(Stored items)

______

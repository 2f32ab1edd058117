//! Gemini `generateContent` backend.

use std::sync::LazyLock;

use async_trait::async_trait;
use regex::Regex;
use reqwest::Client;
use secrecy::{ExposeSecret, SecretString};
use serde_json::{Value, json};

use super::GenerativeBackend;
use crate::config::AssistConfig;
use crate::error::AssistError;

static KEY_PARAM: LazyLock<Option<Regex>> =
    LazyLock::new(|| Regex::new(r"(?i)([?&]key=)[^&\s]+").ok());

/// Strip API keys from anything that may echo the request URL.
pub(crate) fn redact_key(raw: &str) -> String {
    match KEY_PARAM.as_ref() {
        Some(re) => re.replace_all(raw, "${1}[REDACTED]").into_owned(),
        None => raw.to_string(),
    }
}

/// Pull `candidates[0].content.parts[0].text` out of a response body.
pub fn extract_candidate_text(body: &Value) -> Result<String, AssistError> {
    let candidate = body
        .get("candidates")
        .and_then(Value::as_array)
        .and_then(|c| c.first())
        .ok_or(AssistError::UnexpectedResponseShape {
            missing: "candidates",
        })?;
    let content = candidate
        .get("content")
        .ok_or(AssistError::UnexpectedResponseShape { missing: "content" })?;
    let part = content
        .get("parts")
        .and_then(Value::as_array)
        .and_then(|p| p.first())
        .ok_or(AssistError::UnexpectedResponseShape { missing: "parts" })?;
    part.get("text")
        .and_then(Value::as_str)
        .map(str::to_string)
        .ok_or(AssistError::UnexpectedResponseShape { missing: "text" })
}

pub struct GeminiClient {
    client: Client,
    base_url: String,
    model: String,
    api_key: SecretString,
}

impl GeminiClient {
    /// No request timeout is set: a hung call keeps its request loading.
    pub fn new(config: &AssistConfig) -> Self {
        Self {
            client: Client::new(),
            base_url: config.base_url.clone(),
            model: config.model.clone(),
            api_key: config.api_key.clone(),
        }
    }

    pub fn model(&self) -> &str {
        &self.model
    }

    fn endpoint(&self) -> Result<url::Url, AssistError> {
        let raw = format!(
            "{}/v1beta/models/{}:generateContent",
            self.base_url, self.model
        );
        let mut url = url::Url::parse(&raw).map_err(|e| AssistError::NetworkFailure {
            reason: format!("invalid endpoint: {e}"),
        })?;
        url.query_pairs_mut()
            .append_pair("key", self.api_key.expose_secret());
        Ok(url)
    }
}

impl std::fmt::Debug for GeminiClient {
    fn fmt(&self, f: &mut std::fmt::Formatter<'_>) -> std::fmt::Result {
        f.debug_struct("GeminiClient")
            .field("base_url", &self.base_url)
            .field("model", &self.model)
            .finish_non_exhaustive()
    }
}

#[async_trait]
impl GenerativeBackend for GeminiClient {
    async fn generate(&self, prompt: &str) -> Result<String, AssistError> {
        let url = self.endpoint()?;
        let body = json!({
            "contents": [{ "role": "user", "parts": [{ "text": prompt }] }]
        });

        let response = self
            .client
            .post(url)
            .json(&body)
            .send()
            .await
            .map_err(|e| AssistError::NetworkFailure {
                reason: redact_key(&e.without_url().to_string()),
            })?;

        let status = response.status();
        if !status.is_success() {
            tracing::warn!(status = %status, model = %self.model, "Generative API returned an error status");
        }

        // The body decides success: an error payload has no candidates.
        let payload: Value = response
            .json()
            .await
            .map_err(|e| AssistError::NetworkFailure {
                reason: redact_key(&e.without_url().to_string()),
            })?;
        extract_candidate_text(&payload)
    }
}
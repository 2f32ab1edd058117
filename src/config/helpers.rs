use std::str::FromStr;
use std::time::Duration;

use crate::error::ConfigError;

/// Read an env var, treating unset and blank values the same.
pub(crate) fn optional_env(key: &str) -> Result<Option<String>, ConfigError> {
    match std::env::var(key) {
        Ok(value) if value.trim().is_empty() => Ok(None),
        Ok(value) => Ok(Some(value.trim().to_string())),
        Err(std::env::VarError::NotPresent) => Ok(None),
        Err(std::env::VarError::NotUnicode(_)) => Err(ConfigError::InvalidValue {
            key: key.to_string(),
            message: "value is not valid unicode".to_string(),
        }),
    }
}

/// Parse an env var into `T`, falling back to the settings value, then the default.
pub(crate) fn parse_env_or<T>(key: &str, setting: Option<T>, default: T) -> Result<T, ConfigError>
where
    T: FromStr,
    T::Err: std::fmt::Display,
{
    match optional_env(key)? {
        Some(raw) => raw.parse().map_err(|e: T::Err| ConfigError::InvalidValue {
            key: key.to_string(),
            message: format!("cannot parse '{raw}': {e}"),
        }),
        None => Ok(setting.unwrap_or(default)),
    }
}

/// Millisecond duration that must be strictly positive.
pub(crate) fn positive_millis(
    key: &str,
    setting: Option<u64>,
    default: u64,
) -> Result<Duration, ConfigError> {
    let millis = parse_env_or(key, setting, default)?;
    if millis == 0 {
        return Err(ConfigError::InvalidValue {
            key: key.to_string(),
            message: "must be > 0".to_string(),
        });
    }
    Ok(Duration::from_millis(millis))
}

pub(crate) fn normalize_variant(value: &str) -> String {
    value.trim().to_ascii_lowercase().replace(['-', ' '], "_")
}
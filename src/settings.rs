//! User settings persistence.
//!
//! Stores user preferences in ~/.medresearch/config.toml.
//! Settings are loaded with env var > config.toml > default priority.

use std::path::{Path, PathBuf};

use serde::{Deserialize, Serialize};

/// User settings read from the TOML config file.
#[derive(Debug, Clone, Serialize, Deserialize, Default, PartialEq, Eq)]
pub struct Settings {
    /// Wallet provider selection.
    #[serde(default)]
    pub wallet: WalletSettings,

    /// Identity-token and research-results contract wiring.
    #[serde(default)]
    pub contracts: ContractSettings,

    /// Generative-language endpoint.
    #[serde(default)]
    pub assist: AssistSettings,

    /// Anonymized data provider.
    #[serde(default)]
    pub data: DataSettings,
}

#[derive(Debug, Clone, Serialize, Deserialize, Default, PartialEq, Eq)]
pub struct WalletSettings {
    /// "rpc", "memory" or "none".
    #[serde(default)]
    pub backend: Option<String>,

    /// JSON-RPC endpoint of the wallet/node (when backend = "rpc").
    #[serde(default)]
    pub rpc_url: Option<String>,

    /// How often account/chain changes are polled.
    #[serde(default)]
    pub poll_interval_ms: Option<u64>,
}

#[derive(Debug, Clone, Serialize, Deserialize, Default, PartialEq, Eq)]
pub struct ContractSettings {
    #[serde(default)]
    pub identity_address: Option<String>,

    #[serde(default)]
    pub research_results_address: Option<String>,

    /// Base URI for placeholder identity-token metadata.
    #[serde(default)]
    pub metadata_base_uri: Option<String>,

    #[serde(default)]
    pub confirmation_poll_interval_ms: Option<u64>,

    #[serde(default)]
    pub confirmation_timeout_secs: Option<u64>,
}

#[derive(Debug, Clone, Serialize, Deserialize, Default, PartialEq, Eq)]
pub struct AssistSettings {
    #[serde(default)]
    pub base_url: Option<String>,

    #[serde(default)]
    pub model: Option<String>,
}

#[derive(Debug, Clone, Serialize, Deserialize, Default, PartialEq, Eq)]
pub struct DataSettings {
    #[serde(default)]
    pub api_base_url: Option<String>,
}

impl Settings {
    /// Application home directory (~/.medresearch).
    pub fn home_dir() -> PathBuf {
        dirs::home_dir()
            .unwrap_or_else(|| PathBuf::from("."))
            .join(".medresearch")
    }

    /// Default TOML config file path (~/.medresearch/config.toml).
    pub fn default_toml_path() -> PathBuf {
        Self::home_dir().join("config.toml")
    }

    /// Load settings from a TOML file.
    ///
    /// Returns `None` if the file doesn't exist. Returns an error only
    /// if the file exists but can't be parsed.
    pub fn load_toml(path: &Path) -> Result<Option<Self>, String> {
        let data = match std::fs::read_to_string(path) {
            Ok(d) => d,
            Err(e) if e.kind() == std::io::ErrorKind::NotFound => return Ok(None),
            Err(e) => return Err(format!("failed to read {}: {}", path.display(), e)),
        };

        let settings: Self = toml::from_str(&data)
            .map_err(|e| format!("invalid TOML in {}: {}", path.display(), e))?;
        Ok(Some(settings))
    }

    /// Write a commented TOML config file with current settings.
    pub fn save_toml(&self, path: &Path) -> Result<(), String> {
        let raw = toml::to_string_pretty(self)
            .map_err(|e| format!("failed to serialize settings: {}", e))?;

        let content = format!(
            "# medresearch configuration file.\n\
             #\n\
             # Priority: env var > this file > defaults.\n\
             # Secrets (GEMINI_API_KEY, DATA_API_KEY) belong in ~/.medresearch/.env.\n\
             \n\
             {raw}"
        );

        if let Some(parent) = path.parent() {
            std::fs::create_dir_all(parent)
                .map_err(|e| format!("failed to create {}: {}", parent.display(), e))?;
        }
        std::fs::write(path, content).map_err(|e| format!("failed to write {}: {}", path.display(), e))
    }
}

#[cfg(test)]
mod tests {
    use super::*;

    #[test]
    fn default_toml_path_under_home_dir() {
        let path = Settings::default_toml_path();
        assert!(path.to_string_lossy().contains(".medresearch"));
        assert!(path.to_string_lossy().ends_with("config.toml"));
    }

    #[test]
    fn missing_toml_file_is_not_an_error() {
        let dir = tempfile::tempdir().expect("tempdir");
        let loaded = Settings::load_toml(&dir.path().join("absent.toml")).expect("load");
        assert!(loaded.is_none());
    }

    #[test]
    fn toml_save_and_load_preserves_sections() {
        let dir = tempfile::tempdir().expect("tempdir");
        let path = dir.path().join("nested").join("config.toml");
        let settings = Settings {
            wallet: WalletSettings {
                backend: Some("memory".to_string()),
                poll_interval_ms: Some(250),
                ..Default::default()
            },
            contracts: ContractSettings {
                identity_address: Some("0x5FbDB2315678afecb367f032d93F642f64180aa3".to_string()),
                ..Default::default()
            },
            ..Default::default()
        };

        settings.save_toml(&path).expect("save");
        let restored = Settings::load_toml(&path).expect("load").expect("present");
        assert_eq!(restored, settings);
    }

    #[test]
    fn invalid_toml_reports_path() {
        let dir = tempfile::tempdir().expect("tempdir");
        let path = dir.path().join("config.toml");
        std::fs::write(&path, "[wallet\nbackend = ").expect("write");
        let err = Settings::load_toml(&path).unwrap_err();
        assert!(err.contains("invalid TOML"));
        assert!(err.contains("config.toml"));
    }
}
//! JSON-RPC wallet backend.
//!
//! Talks to a wallet or development node that holds unlocked accounts
//! (anvil, hardhat, a remote signer). Account and chain notifications are
//! derived by polling `eth_accounts` and `eth_chainId`.

use std::sync::atomic::{AtomicU64, Ordering};
use std::sync::{Arc, Mutex, Weak};
use std::time::Duration;

use async_trait::async_trait;
use reqwest::Client;
use serde::Deserialize;
use serde_json::{Value, json};
use tokio::sync::broadcast;
use tokio::task::JoinHandle;

use super::{WalletEvent, WalletProvider};
use crate::error::WalletError;

const EVENT_CAPACITY: usize = 32;

#[derive(Debug, Deserialize)]
struct RpcResponse {
    #[serde(default)]
    result: Option<Value>,
    #[serde(default)]
    error: Option<RpcErrorObject>,
}

#[derive(Debug, Deserialize)]
struct RpcErrorObject {
    code: i64,
    #[serde(default)]
    message: String,
}

/// Last observed wallet state, used to turn polls into change events.
#[derive(Debug, Default, Clone, PartialEq, Eq)]
struct Observed {
    accounts: Vec<String>,
    chain_id: String,
}

pub struct JsonRpcWallet {
    endpoint: String,
    client: Client,
    next_id: AtomicU64,
    events: broadcast::Sender<WalletEvent>,
    poller: Mutex<Option<JoinHandle<()>>>,
}

impl JsonRpcWallet {
    pub fn new(endpoint: impl Into<String>) -> Self {
        let (events, _) = broadcast::channel(EVENT_CAPACITY);
        Self {
            endpoint: endpoint.into(),
            client: Client::builder()
                .timeout(Duration::from_secs(30))
                .build()
                .unwrap_or_else(|_| Client::new()),
            next_id: AtomicU64::new(1),
            events,
            poller: Mutex::new(None),
        }
    }

    pub fn endpoint(&self) -> &str {
        &self.endpoint
    }

    /// Start the background poller that emits account/chain change events.
    ///
    /// The task only holds a weak reference, so it exits once the wallet is
    /// dropped. Calling this twice replaces the previous poller.
    pub fn start_polling(self: &Arc<Self>, interval: Duration) {
        let weak = Arc::downgrade(self);
        let handle = tokio::spawn(poll_loop(weak, interval));
        if let Ok(mut slot) = self.poller.lock()
            && let Some(previous) = slot.replace(handle)
        {
            previous.abort();
        }
    }

    async fn observe(&self) -> Result<Observed, WalletError> {
        let accounts = super::accounts(self, "eth_accounts").await?;
        let chain_id = super::chain_id(self).await?;
        Ok(Observed { accounts, chain_id })
    }

    fn emit_changes(&self, previous: &Observed, current: &Observed) {
        if previous.accounts != current.accounts {
            tracing::debug!(accounts = ?current.accounts, "Wallet accounts changed");
            let _ = self
                .events
                .send(WalletEvent::AccountsChanged(current.accounts.clone()));
        }
        if previous.chain_id != current.chain_id {
            tracing::debug!(chain_id = %current.chain_id, "Wallet chain changed");
            let _ = self
                .events
                .send(WalletEvent::ChainChanged(current.chain_id.clone()));
        }
    }
}

async fn poll_loop(wallet: Weak<JsonRpcWallet>, interval: Duration) {
    let mut ticker = tokio::time::interval(interval);
    ticker.set_missed_tick_behavior(tokio::time::MissedTickBehavior::Delay);
    let mut baseline: Option<Observed> = None;

    loop {
        ticker.tick().await;
        let Some(wallet) = wallet.upgrade() else {
            return;
        };
        match wallet.observe().await {
            Ok(current) => {
                if let Some(previous) = &baseline {
                    wallet.emit_changes(previous, &current);
                }
                baseline = Some(current);
            }
            Err(e) => {
                tracing::debug!("Wallet poll failed: {}", e);
            }
        }
    }
}

impl Drop for JsonRpcWallet {
    fn drop(&mut self) {
        if let Ok(mut slot) = self.poller.lock()
            && let Some(handle) = slot.take()
        {
            handle.abort();
        }
    }
}

impl std::fmt::Debug for JsonRpcWallet {
    fn fmt(&self, f: &mut std::fmt::Formatter<'_>) -> std::fmt::Result {
        f.debug_struct("JsonRpcWallet")
            .field("endpoint", &self.endpoint)
            .finish_non_exhaustive()
    }
}

#[async_trait]
impl WalletProvider for JsonRpcWallet {
    fn name(&self) -> &str {
        "json-rpc"
    }

    async fn request(&self, method: &str, params: Value) -> Result<Value, WalletError> {
        let id = self.next_id.fetch_add(1, Ordering::Relaxed);
        let body = json!({
            "jsonrpc": "2.0",
            "id": id,
            "method": method,
            "params": params,
        });
        tracing::debug!(id, method, "JSON-RPC request");

        let response = self
            .client
            .post(&self.endpoint)
            .json(&body)
            .send()
            .await
            .map_err(|e| WalletError::Transport(format!("{method}: {e}")))?;

        let status = response.status();
        if !status.is_success() {
            let text = response.text().await.unwrap_or_default();
            // Some nodes answer JSON-RPC errors with a non-2xx status.
            if let Ok(parsed) = serde_json::from_str::<RpcResponse>(&text)
                && let Some(error) = parsed.error
            {
                return Err(WalletError::Rpc {
                    code: error.code,
                    message: error.message,
                });
            }
            return Err(WalletError::Transport(format!("{method}: HTTP {status}")));
        }

        let parsed: RpcResponse = response.json().await.map_err(|e| {
            WalletError::MalformedResponse {
                method: method.to_string(),
                reason: e.to_string(),
            }
        })?;

        if let Some(error) = parsed.error {
            tracing::debug!(id, method, code = error.code, "JSON-RPC error");
            return Err(WalletError::Rpc {
                code: error.code,
                message: error.message,
            });
        }
        Ok(parsed.result.unwrap_or(Value::Null))
    }

    fn subscribe(&self) -> broadcast::Receiver<WalletEvent> {
        self.events.subscribe()
    }
}

#[cfg(test)]
mod tests {
    use super::*;

    #[test]
    fn emits_only_changed_fields() {
        let wallet = JsonRpcWallet::new("http://127.0.0.1:1");
        let mut rx = wallet.subscribe();
        let before = Observed {
            accounts: vec!["0xaa".to_string()],
            chain_id: "0x1".to_string(),
        };
        let after = Observed {
            accounts: vec!["0xaa".to_string()],
            chain_id: "0x5".to_string(),
        };

        wallet.emit_changes(&before, &after);
        assert_eq!(
            rx.try_recv().expect("event"),
            WalletEvent::ChainChanged("0x5".to_string())
        );
        assert!(rx.try_recv().is_err());
    }

    #[test]
    fn rpc_error_object_deserializes() {
        let parsed: RpcResponse = serde_json::from_str(
            r#"{"jsonrpc":"2.0","id":1,"error":{"code":4001,"message":"User rejected"}}"#,
        )
        .expect("parse");
        let error = parsed.error.expect("error object");
        assert_eq!(error.code, 4001);
        assert!(parsed.result.is_none());
    }

    #[tokio::test]
    async fn unreachable_endpoint_is_a_transport_error() {
        let wallet = JsonRpcWallet::new("http://127.0.0.1:1");
        let err = wallet
            .request("eth_accounts", json!([]))
            .await
            .expect_err("nothing listens on port 1");
        assert!(matches!(err, WalletError::Transport(_)));
    }
}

______

* **Task requirements**
Above are some records; copy exactly the lines from the one with "let path = Settings::default_toml_path();" through the one with "let settings = Settings", both included, and no others.

* **Result of the task**
        let path = Settings::default_toml_path();
        assert!(path.to_string_lossy().contains(".medresearch"));
        assert!(path.to_string_lossy().ends_with("config.toml"));
    }

    #[test]
    fn missing_toml_file_is_not_an_error() {
        let dir = tempfile::tempdir().expect("tempdir");
        let loaded = Settings::load_toml(&dir.path().join("absent.toml")).expect("load");
        assert!(loaded.is_none());
    }

    #[test]
    fn toml_save_and_load_preserves_sections() {
        let dir = tempfile::tempdir().expect("tempdir");
        let path = dir.path().join("nested").join("config.toml");
        let settings = Settings {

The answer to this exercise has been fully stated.